(Excerpts from a dataset)
▶

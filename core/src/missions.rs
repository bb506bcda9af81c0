use crate::{Event, ItemKind, SectorId};

/// Kinds of enemy units that waves are composed of.
#[derive(Clone, Copy, Debug, PartialEq, Eq, Hash)]
pub enum UnitKind {
    /// Light ground infantry.
    Dagger,
    /// Fast light air unit.
    Flare,
    /// Heavy ground unit.
    Titan,
    /// Armoured air unit.
    Wraith,
}

/// Enemy wave definition describing which units spawn on which waves.
#[derive(Clone, Copy, Debug, PartialEq, Eq, Hash)]
pub struct SpawnGroup {
    /// Unit spawned by the group.
    pub unit: UnitKind,
    /// First wave (zero-based) on which the group spawns.
    pub begin: u32,
    /// Last wave on which the group spawns, unbounded when `None`.
    pub end: Option<u32>,
    /// Number of waves between consecutive spawns of the group.
    pub spacing: u32,
    /// Waves required for the group to gain one additional unit.
    pub scaling: u32,
    /// Units spawned the first time the group appears.
    pub amount: u32,
    /// Upper bound on units spawned in a single wave.
    pub max: u32,
}

impl SpawnGroup {
    /// Number of units the group contributes to the provided wave.
    #[must_use]
    pub fn units_at(&self, wave: u32) -> u32 {
        if wave < self.begin || self.end.is_some_and(|end| wave > end) {
            return 0;
        }
        let spacing = self.spacing.max(1);
        let elapsed = wave - self.begin;
        if elapsed % spacing != 0 {
            return 0;
        }
        let growth = (elapsed / spacing) / self.scaling.max(1);
        (self.amount.saturating_sub(1) + growth.max(1)).min(self.max)
    }
}

/// Default wave table shared by every wave-survival objective.
pub const DEFAULT_WAVES: [SpawnGroup; 5] = [
    SpawnGroup {
        unit: UnitKind::Dagger,
        begin: 0,
        end: Some(10),
        spacing: 1,
        scaling: 2,
        amount: 1,
        max: 6,
    },
    SpawnGroup {
        unit: UnitKind::Flare,
        begin: 2,
        end: None,
        spacing: 2,
        scaling: 3,
        amount: 1,
        max: 8,
    },
    SpawnGroup {
        unit: UnitKind::Dagger,
        begin: 11,
        end: None,
        spacing: 1,
        scaling: 1,
        amount: 2,
        max: 20,
    },
    SpawnGroup {
        unit: UnitKind::Titan,
        begin: 20,
        end: None,
        spacing: 3,
        scaling: 4,
        amount: 1,
        max: 10,
    },
    SpawnGroup {
        unit: UnitKind::Wraith,
        begin: 35,
        end: None,
        spacing: 2,
        scaling: 3,
        amount: 2,
        max: 12,
    },
];

const TUTORIAL_WAVES: [SpawnGroup; 1] = [SpawnGroup {
    unit: UnitKind::Dagger,
    begin: 0,
    end: None,
    spacing: 1,
    scaling: 3,
    amount: 1,
    max: 3,
}];

/// Buildings referenced by tutorial objectives.
#[derive(Clone, Copy, Debug, PartialEq, Eq, Hash)]
pub enum BlockKind {
    /// Drill extracting ore from the floor.
    MechanicalDrill,
    /// Conveyor belt moving items between blocks.
    Conveyor,
    /// Entry-level turret.
    Duo,
    /// Core-adjacent smelter producing dense alloy.
    Smelter,
}

/// Single step of the introductory tutorial.
#[derive(Clone, Copy, Debug, PartialEq, Eq, Hash)]
pub enum TutorialStep {
    /// Build the listed number of blocks.
    Build {
        /// Block the player must construct.
        block: BlockKind,
        /// Number of blocks required.
        count: u32,
    },
    /// Deliver items into the core.
    Collect {
        /// Item that must be delivered.
        item: ItemKind,
        /// Quantity required.
        amount: u32,
    },
    /// Survive attacking waves.
    Survive {
        /// Number of waves to survive.
        waves: u32,
    },
}

/// What a mission requires the player to accomplish.
#[derive(Clone, Copy, Debug, PartialEq, Eq, Hash)]
pub enum Objective {
    /// Scripted introductory step.
    Tutorial(TutorialStep),
    /// Survive until the target wave is reached.
    WaveSurvival {
        /// Wave that completes the mission.
        target_wave: u32,
    },
    /// Terminal objective shown once every mission of a sector is done.
    Victory,
}

/// Objective attached to a sector together with the player's progress on it.
#[derive(Clone, Copy, Debug, PartialEq, Eq, Hash)]
pub struct Mission {
    objective: Objective,
    progress: u32,
}

/// Terminal mission reported once a sector's mission list is exhausted.
pub const VICTORY: Mission = Mission::new(Objective::Victory);

impl Mission {
    /// Creates a mission with no recorded progress.
    #[must_use]
    pub const fn new(objective: Objective) -> Self {
        Self {
            objective,
            progress: 0,
        }
    }

    /// Objective the mission tracks.
    #[must_use]
    pub const fn objective(&self) -> Objective {
        self.objective
    }

    /// Progress accumulated toward the objective.
    #[must_use]
    pub const fn progress(&self) -> u32 {
        self.progress
    }

    /// Quantity of progress that completes the mission; `None` for victory.
    #[must_use]
    pub const fn goal(&self) -> Option<u32> {
        match self.objective {
            Objective::Tutorial(TutorialStep::Build { count, .. }) => Some(count),
            Objective::Tutorial(TutorialStep::Collect { amount, .. }) => Some(amount),
            Objective::Tutorial(TutorialStep::Survive { waves }) => Some(waves),
            Objective::WaveSurvival { target_wave } => Some(target_wave),
            Objective::Victory => None,
        }
    }

    /// Adds progress, saturating at the goal.
    pub fn record_progress(&mut self, amount: u32) {
        let next = self.progress.saturating_add(amount);
        self.progress = self.goal().map_or(next, |goal| next.min(goal));
    }

    /// Reports whether the recorded progress satisfies the objective.
    #[must_use]
    pub fn is_complete(&self) -> bool {
        self.goal().is_some_and(|goal| self.progress >= goal)
    }

    /// Discards recorded progress.
    pub fn reset(&mut self) {
        self.progress = 0;
    }

    /// Enemy waves the mission contributes to its sector's spawn schedule.
    #[must_use]
    pub fn waves(&self) -> Vec<SpawnGroup> {
        let (table, limit): (&[SpawnGroup], u32) = match self.objective {
            Objective::WaveSurvival { target_wave } => (&DEFAULT_WAVES, target_wave),
            Objective::Tutorial(TutorialStep::Survive { waves }) => (&TUTORIAL_WAVES, waves),
            Objective::Tutorial(_) | Objective::Victory => return Vec::new(),
        };
        table
            .iter()
            .filter(|group| group.begin < limit)
            .map(|group| SpawnGroup {
                end: Some(group.end.map_or(limit, |end| end.min(limit))),
                ..*group
            })
            .collect()
    }

    /// Human-readable summary of the objective.
    #[must_use]
    pub fn description(&self) -> String {
        match self.objective {
            Objective::Tutorial(TutorialStep::Build { block, count }) => {
                format!("Build {count} x {block:?}")
            }
            Objective::Tutorial(TutorialStep::Collect { item, amount }) => {
                format!("Collect {amount} {}", item.name())
            }
            Objective::Tutorial(TutorialStep::Survive { waves }) => {
                format!("Survive {waves} waves")
            }
            Objective::WaveSurvival { target_wave } => format!("Survive until wave {target_wave}"),
            Objective::Victory => "Sector secured".to_owned(),
        }
    }

    /// Announces that the mission became the sector's active objective.
    pub fn on_begin(&self, sector: SectorId, out_events: &mut Vec<Event>) {
        out_events.push(Event::MissionBegan {
            sector,
            objective: self.objective,
            description: self.description(),
        });
    }
}

#[cfg(test)]
mod tests {
    use super::*;

    #[test]
    fn victory_has_no_goal_and_never_completes() {
        let mut victory = VICTORY;
        victory.record_progress(1_000);
        assert_eq!(victory.goal(), None);
        assert!(!victory.is_complete());
        assert!(victory.waves().is_empty());
    }

    #[test]
    fn reset_discards_progress() {
        let mut mission = Mission::new(Objective::WaveSurvival { target_wave: 10 });
        mission.record_progress(25);
        assert_eq!(mission.progress(), 10);
        assert!(mission.is_complete());
        mission.reset();
        assert_eq!(mission.progress(), 0);
        assert!(!mission.is_complete());
    }

    #[test]
    fn wave_survival_truncates_default_table_at_target() {
        let mission = Mission::new(Objective::WaveSurvival { target_wave: 15 });
        let waves = mission.waves();
        assert_eq!(waves.len(), 3);
        assert!(waves.iter().all(|group| group.begin < 15));
        assert!(waves.iter().all(|group| group.end.is_some_and(|end| end <= 15)));
    }

    #[test]
    fn tutorial_build_steps_contribute_no_waves() {
        let mission = Mission::new(Objective::Tutorial(TutorialStep::Build {
            block: BlockKind::Conveyor,
            count: 4,
        }));
        assert!(mission.waves().is_empty());
    }

    #[test]
    fn units_at_respects_spacing_and_cap() {
        let group = DEFAULT_WAVES[1];
        assert_eq!(group.units_at(1), 0);
        assert_eq!(group.units_at(2), 1);
        assert_eq!(group.units_at(3), 0);
        assert_eq!(group.units_at(2 + 2 * 60), 8);
    }

    #[test]
    fn on_begin_emits_description() {
        let mut events = Vec::new();
        VICTORY.on_begin(SectorId::new(4), &mut events);
        assert_eq!(
            events,
            vec![Event::MissionBegan {
                sector: SectorId::new(4),
                objective: Objective::Victory,
                description: "Sector secured".to_owned(),
            }]
        );
    }
}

◀

Take each line above that contains "spawned" and copy it out.

    /// Unit spawned by the group.
    /// Units spawned the first time the group appears.
    /// Upper bound on units spawned in a single wave.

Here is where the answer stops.